Diego Leandro Marín Ossa
Docente Universidad Tecnológica de Pereira
Escuela de Español y Comunicación Audiovisual
El lenguaje oral y gestual del reality tiene un poder de encantamiento singular que alimenta las pasiones de concursantes y espectadores. Basado en un trucaje y el abuso de la especulación, semejante en cierta medida al sector financiero que genera angustias de otra índole, los programas de este tipo se diseñan bajo la premisa de suministrar pequeñas dosis de resentimiento, frustración y miseria protagonizada por un padre que anhela pagar la cirugía de su hijo, una madre soltera que sueña con ser estrella de la pantalla chica o un joven campesino que no sabe leer y se aprende las canciones de memoria para competir en la noche de gala. Además en cada capítulo, nos encontramos con una que otra sorpresa, estrategias para “capturar” a la audiencia, mucha luz moviéndose por todos lados y una asesoría especializada en mercadeo y comunicación que garantice el éxito rotundo en los nichos de mercado establecidos con antelación.
Que el reality es una manifestación del aburrimiento, el mal gusto y el desencanto estoy de acuerdo. Pero también es una alternativa de quien halla placer en perder el tiempo, chismosear y “sacarle el cuerpo” a la reflexión, a la trascendencia. Habrá incluso quien encuentre placentero mirar este tipo de programas para tratar de comprender qué está pasando con los sueños de la gente común y corriente, a dónde van las ilusiones y entretenerse con la vida rosa de otros más “afortunados” que el desdichado espectador. Y también enterarse qué hace ante las cámaras el extraño, el vecino o el pariente para salir de las dificultades que le puso en el camino la vida. Eso también es cierto.
Pero el asunto no se reduce a identificar las virtudes de dichos productos audiovisuales, o los propósitos ideológicos disfrazados en el empaque de beneficencia en el que se envuelven estos programas.

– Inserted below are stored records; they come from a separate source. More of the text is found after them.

use schemars::JsonSchema;
use serde::{Deserialize, Serialize};
use std::fmt;
use std::str::FromStr;

#[derive(
    Debug, Clone, Copy, PartialEq, Eq, PartialOrd, Ord, Hash, Serialize, Deserialize, JsonSchema,
)]
#[serde(rename_all = "lowercase")]
pub enum Severity {
    Low,
    Medium,
    High,
    Critical,
}

impl Severity {
    pub const ALL: [Severity; 4] = [
        Severity::Low,
        Severity::Medium,
        Severity::High,
        Severity::Critical,
    ];

    pub fn as_str(self) -> &'static str {
        match self {
            Severity::Low => "low",
            Severity::Medium => "medium",
            Severity::High => "high",
            Severity::Critical => "critical",
        }
    }

    pub fn label(self) -> &'static str {
        match self {
            Severity::Low => "Low - minor concern",
            Severity::Medium => "Medium - needs attention",
            Severity::High => "High - serious issue",
            Severity::Critical => "Critical - immediate action required",
        }
    }
}

impl fmt::Display for Severity {
    fn fmt(&self, f: &mut fmt::Formatter<'_>) -> fmt::Result {
        f.write_str(self.as_str())
    }
}

impl FromStr for Severity {
    type Err = String;

    fn from_str(s: &str) -> Result<Self, Self::Err> {
        match s.trim().to_ascii_lowercase().as_str() {
            "low" => Ok(Severity::Low),
            "medium" => Ok(Severity::Medium),
            "high" => Ok(Severity::High),
            "critical" => Ok(Severity::Critical),
            other => Err(format!(
                "severity must be one of low, medium, high, critical (got '{other}')"
            )),
        }
    }
}

/// Review state reported by the feedback service.
///
/// Statuses the client does not know are kept verbatim in `Other`.
#[derive(Debug, Clone, PartialEq, Eq, Serialize, Deserialize)]
#[serde(from = "String", into = "String")]
pub enum ReviewStatus {
    PendingReview,
    Investigating,
    Resolved,
    Closed,
    Escalated,
    RequiresMoreInfo,
    Other(String),
}

impl ReviewStatus {
    pub fn as_str(&self) -> &str {
        match self {
            ReviewStatus::PendingReview => "pending_review",
            ReviewStatus::Investigating => "investigating",
            ReviewStatus::Resolved => "resolved",
            ReviewStatus::Closed => "closed",
            ReviewStatus::Escalated => "escalated",
            ReviewStatus::RequiresMoreInfo => "requires_more_info",
            ReviewStatus::Other(value) => value,
        }
    }

    pub fn label(&self) -> &str {
        match self {
            ReviewStatus::PendingReview => "Pending review",
            ReviewStatus::Investigating => "Under investigation",
            ReviewStatus::Resolved => "Resolved",
            ReviewStatus::Closed => "Closed",
            ReviewStatus::Escalated => "Escalated",
            ReviewStatus::RequiresMoreInfo => "More information required",
            ReviewStatus::Other(value) => value,
        }
    }

    /// Resolved and closed reports receive no further updates.
    pub fn is_terminal(&self) -> bool {
        matches!(self, ReviewStatus::Resolved | ReviewStatus::Closed)
    }
}

impl JsonSchema for ReviewStatus {
    fn schema_name() -> String {
        "ReviewStatus".to_string()
    }

    fn json_schema(generator: &mut schemars::r#gen::SchemaGenerator) -> schemars::schema::Schema {
        <String as JsonSchema>::json_schema(generator)
    }
}

impl From<String> for ReviewStatus {
    fn from(value: String) -> Self {
        match value.as_str() {
            "pending_review" => ReviewStatus::PendingReview,
            "investigating" => ReviewStatus::Investigating,
            "resolved" => ReviewStatus::Resolved,
            "closed" => ReviewStatus::Closed,
            "escalated" => ReviewStatus::Escalated,
            "requires_more_info" => ReviewStatus::RequiresMoreInfo,
            _ => ReviewStatus::Other(value),
        }
    }
}

impl From<ReviewStatus> for String {
    fn from(value: ReviewStatus) -> Self {
        value.as_str().to_string()
    }
}

impl fmt::Display for ReviewStatus {
    fn fmt(&self, f: &mut fmt::Formatter<'_>) -> fmt::Result {
        f.write_str(self.as_str())
    }
}

/// Raw form input, before validation.
#[derive(Debug, Clone, Default)]
pub struct FeedbackDraft {
    pub organization_id: String,
    pub feedback_type: String,
    pub category: String,
    pub description: String,
    pub severity: String,
    pub target_type: Option<String>,
    pub target_id: Option<String>,
    pub evidence_urls: Vec<String>,
    pub incident_date: Option<String>,
}

/// A validated submission, as posted to the feedback service.
#[derive(Debug, Clone, PartialEq, Serialize, Deserialize, JsonSchema)]
pub struct FeedbackSubmission {
    pub organization_id: String,
    pub feedback_type: String,
    pub category: String,
    pub description: String,
    pub severity: Severity,
    #[serde(skip_serializing_if = "Option::is_none")]
    pub target_type: Option<String>,
    #[serde(skip_serializing_if = "Option::is_none")]
    pub target_id: Option<String>,
    pub evidence_urls: Vec<String>,
    #[serde(skip_serializing_if = "Option::is_none")]
    pub incident_date: Option<String>, // YYYY-MM-DD
}

#[derive(Debug, Clone, PartialEq, Serialize, Deserialize, JsonSchema)]
pub struct SubmitResponse {
    /// Absent on services that only answer with a tracking ID.
    #[serde(default)]
    pub success: Option<bool>,
    #[serde(default)]
    pub tracking_id: Option<String>,
    #[serde(default)]
    pub message: Option<String>,
    #[serde(default)]
    pub alternative_actions: Vec<String>,
}

/// Local cache entry for a tracking ID issued by the service.
#[derive(Debug, Clone, PartialEq, Eq, Serialize, Deserialize, JsonSchema)]
pub struct TrackingRecord {
    pub tracking_id: String,
    pub submitted_at: String, // RFC 3339, UTC
    pub category: String,
    pub severity: Severity,
}

#[derive(Debug, Clone, PartialEq, Serialize, Deserialize, JsonSchema)]
pub struct FeedbackStatus {
    pub status: ReviewStatus,
    #[serde(default)]
    pub severity: Option<Severity>,
    #[serde(default)]
    pub category: Option<String>,
    #[serde(default)]
    pub submitted_at: Option<String>,
    #[serde(default)]
    pub last_updated: Option<String>,
    #[serde(default, skip_serializing_if = "Option::is_none")]
    pub public_notes: Option<String>,
    #[serde(default, skip_serializing_if = "Option::is_none")]
    pub next_steps: Option<String>,
}

#[derive(Debug, Clone, PartialEq, Serialize, Deserialize, JsonSchema)]
pub struct StatusResponse {
    /// Absent `found` is inferred from whether a status was returned.
    #[serde(default)]
    pub found: Option<bool>,
    #[serde(default)]
    pub status: Option<ReviewStatus>,
    #[serde(default)]
    pub severity: Option<Severity>,
    #[serde(default)]
    pub category: Option<String>,
    #[serde(default)]
    pub submitted_at: Option<String>,
    #[serde(default)]
    pub last_updated: Option<String>,
    #[serde(default)]
    pub public_notes: Option<String>,
    #[serde(default)]
    pub next_steps: Option<String>,
}

impl StatusResponse {
    /// `None` when the service reported no match. A response without a
    /// status that does not say `found: false` is malformed.
    pub fn into_status(self) -> Option<Result<FeedbackStatus, String>> {
        if self.found == Some(false) {
            return None;
        }
        let Some(status) = self.status else {
            return Some(Err("status response is missing the status field".to_string()));
        };
        Some(Ok(FeedbackStatus {
            status,
            severity: self.severity,
            category: self.category,
            submitted_at: self.submitted_at,
            last_updated: self.last_updated,
            public_notes: self.public_notes,
            next_steps: self.next_steps,
        }))
    }
}

#[derive(Debug, Clone, PartialEq)]
pub enum StatusLookup {
    Found(FeedbackStatus),
    NotFound,
}

/// Reviewer-side status change.
#[derive(Debug, Clone, PartialEq, Serialize, Deserialize, JsonSchema)]
pub struct StatusUpdate {
    pub status: ReviewStatus,
    #[serde(default, skip_serializing_if = "Option::is_none")]
    pub public_notes: Option<String>,
    #[serde(default, skip_serializing_if = "Option::is_none")]
    pub next_steps: Option<String>,
}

Para analizar este fenómeno mediático es necesario contemplar ciertos aspectos que hoy en día no se pueden pasar por alto, no a la hora de “digerir” estos productos audiovisuales que no sólo son complejos de abarcar en el análisis de su consumo, sino que además se presentan como una mercancía que se produce, circula y se recepciona, influyendo incluso en las variadas formas de interacción social en la ciudad, como en los diversos espacios en que se concreta y se diluyen las maneras de comunicarse.
En el reality la intimidad es la mercancía. Gracias al conocimiento previo de la vida privada de los participantes, el televidente encuentra cierta identificación ante la pantalla. En el momento decisivo, el gesto del amenazado conecta al espectador con su angustia, el brillo en la mirada penetra hasta el lugar más hondo de su mente donde se sortean los anhelos reprimidos durante mucho tiempo.
Un silencio y el participante piensa de qué manera responder ante el jurado. Gotas de sudor invaden los rostros, muchas sonrisas prefabricadas y el ritmo respiratorio termina siendo compartido dentro y fuera del televisor, en la tarima y en la sala de la casa.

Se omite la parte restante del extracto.